Dataset records —
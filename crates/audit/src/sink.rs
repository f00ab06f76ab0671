//! Audit sink port

use async_trait::async_trait;
use std::sync::atomic::{AtomicBool, Ordering};
use std::sync::{Arc, RwLock};

use crate::entry::AuditEntry;
use crate::error::{AuditError, AuditResult};

/// Destination for audit entries
///
/// Implementations must accept concurrent writers. One call per completed
/// verification; callers do not retry.
#[async_trait]
pub trait AuditSink: Send + Sync {
    async fn record(&self, entry: &AuditEntry) -> AuditResult<()>;
}

/// In-memory audit sink
#[derive(Debug, Default)]
pub struct MemoryAuditSink {
    entries: RwLock<Vec<AuditEntry>>,
    reject_writes: AtomicBool,
}

impl MemoryAuditSink {
    pub fn new() -> Self {
        Self::default()
    }

    /// Make every subsequent write fail (persistence-failure tests)
    pub fn reject_writes(&self, reject: bool) {
        self.reject_writes.store(reject, Ordering::SeqCst);
    }

    /// Snapshot of every recorded entry, oldest first
    pub fn entries(&self) -> Vec<AuditEntry> {
        self.entries.read().unwrap().clone()
    }

    /// Entries for one asset, oldest first
    pub fn entries_for(&self, asset_id: &str) -> Vec<AuditEntry> {
        let entries = self.entries.read().unwrap();
        entries.iter().filter(|e| e.asset_id == asset_id).cloned().collect()
    }

    pub fn len(&self) -> usize {
        self.entries.read().unwrap().len()
    }

    pub fn is_empty(&self) -> bool {
        self.len() == 0
    }
}

#[async_trait]
impl AuditSink for MemoryAuditSink {
    async fn record(&self, entry: &AuditEntry) -> AuditResult<()> {
        if self.reject_writes.load(Ordering::SeqCst) {
            return Err(AuditError::WriteRejected("memory sink rejecting writes".to_string()));
        }
        self.entries.write().unwrap().push(entry.clone());
        Ok(())
    }
}

/// Writes every entry to each inner sink in registration order
///
/// All sinks are attempted even if one fails; the first error is returned.
#[derive(Default)]
pub struct FanoutAuditSink {
    sinks: Vec<Arc<dyn AuditSink>>,
}

impl FanoutAuditSink {
    pub fn new() -> Self {
        Self::default()
    }

    /// Add a sink; entries are written in the order sinks were added
    pub fn with_sink(mut self, sink: Arc<dyn AuditSink>) -> Self {
        self.sinks.push(sink);
        self
    }

    pub fn len(&self) -> usize {
        self.sinks.len()
    }

    pub fn is_empty(&self) -> bool {
        self.sinks.is_empty()
    }
}

#[async_trait]
impl AuditSink for FanoutAuditSink {
    async fn record(&self, entry: &AuditEntry) -> AuditResult<()> {
        let mut first_error = None;
        for (index, sink) in self.sinks.iter().enumerate() {
            if let Err(e) = sink.record(entry).await {
                tracing::warn!(
                    asset_id = %entry.asset_id,
                    sink = index,
                    error = %e,
                    "Audit sink rejected entry"
                );
                first_error.get_or_insert(e);
            }
        }
        first_error.map_or(Ok(()), Err)
    }
}

#[cfg(test)]
mod tests {
    use super::*;
    use chrono::Utc;
    use rwaguard_core::{OwnershipVerification, ScoreCard};

    fn entry(asset_id: &str) -> AuditEntry {
        AuditEntry::from_verification(&OwnershipVerification::not_found(asset_id, Utc::now()))
    }

    #[tokio::test]
    async fn test_memory_sink() {
        let sink = MemoryAuditSink::new();
        sink.record(&entry("RWA-001")).await.unwrap();
        sink.record(&entry("RWA-002")).await.unwrap();

        assert_eq!(sink.len(), 2);
        assert_eq!(sink.entries_for("RWA-002").len(), 1);
    }

    #[tokio::test]
    async fn test_rejecting_sink() {
        let sink = MemoryAuditSink::new();
        sink.reject_writes(true);

        let verification = OwnershipVerification::from_card("RWA-001", ScoreCard::new(), Utc::now());
        let result = sink.record(&AuditEntry::from_verification(&verification)).await;

        assert!(matches!(result, Err(AuditError::WriteRejected(_))));
        assert!(sink.is_empty());
    }

    #[tokio::test]
    async fn test_fanout_writes_every_sink() {
        let healthy = Arc::new(MemoryAuditSink::new());
        let broken = Arc::new(MemoryAuditSink::new());
        broken.reject_writes(true);
        let fanout = FanoutAuditSink::new()
            .with_sink(broken.clone())
            .with_sink(healthy.clone());

        let result = fanout.record(&entry("RWA-001")).await;

        assert!(matches!(result, Err(AuditError::WriteRejected(_))));
        assert_eq!(healthy.len(), 1);
        assert!(broken.is_empty());
        assert_eq!(fanout.len(), 2);
    }
}
//! Broadcast alert channel

use tokio::sync::broadcast;

use crate::event::OwnershipAlert;

/// Default number of alerts buffered per lagging receiver
pub const DEFAULT_CAPACITY: usize = 256;

/// Fire-and-forget alert publisher
///
/// Cheap to clone; all clones share one channel.
#[derive(Debug, Clone)]
pub struct AlertPublisher {
    sender: broadcast::Sender<OwnershipAlert>,
}

impl AlertPublisher {
    /// Publisher buffering up to `capacity` alerts per lagging receiver
    pub fn new(capacity: usize) -> Self {
        let (sender, _) = broadcast::channel(capacity.max(1));
        Self { sender }
    }

    /// Publish to every current listener; returns how many received it
    ///
    /// Having no listeners is not an error: the alert is dropped.
    pub fn publish(&self, alert: OwnershipAlert) -> usize {
        let asset_id = alert.asset_id.clone();
        let action = alert.action;
        match self.sender.send(alert) {
            Ok(receivers) => {
                tracing::debug!(asset_id = %asset_id, %action, receivers, "Alert published");
                receivers
            }
            Err(_) => {
                tracing::debug!(asset_id = %asset_id, %action, "Alert dropped, no listeners");
                0
            }
        }
    }

    /// New receiver; sees only alerts published after this call
    pub fn subscribe(&self) -> broadcast::Receiver<OwnershipAlert> {
        self.sender.subscribe()
    }

    /// Number of live receivers
    pub fn receiver_count(&self) -> usize {
        self.sender.receiver_count()
    }
}

impl Default for AlertPublisher {
    fn default() -> Self {
        Self::new(DEFAULT_CAPACITY)
    }
}
//! Registry error types

use thiserror::Error;

/// Land registry errors
#[derive(Debug, Error)]
pub enum RegistryError {
    /// No endpoint configured for the jurisdiction
    #[error("No land registry configured for jurisdiction {0}")]
    NotConfigured(String),

    /// Endpoint URL cannot carry a path
    #[error("Invalid registry endpoint {endpoint}: {reason}")]
    InvalidEndpoint { endpoint: String, reason: String },

    #[error("Registry request timed out after {0}ms")]
    Timeout(u64),

    #[error("Registry returned HTTP {status} for {reference}")]
    Status { status: u16, reference: String },

    #[error("Registry request failed: {0}")]
    Request(#[source] reqwest::Error),

    #[error("Registry response could not be decoded: {0}")]
    Decode(String),
}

Activity — Please copy out each line of the listing above that contains the string "channel".

Exercise output —
//! Broadcast alert channel
/// Cheap to clone; all clones share one channel.
        let (sender, _) = broadcast::channel(capacity.max(1));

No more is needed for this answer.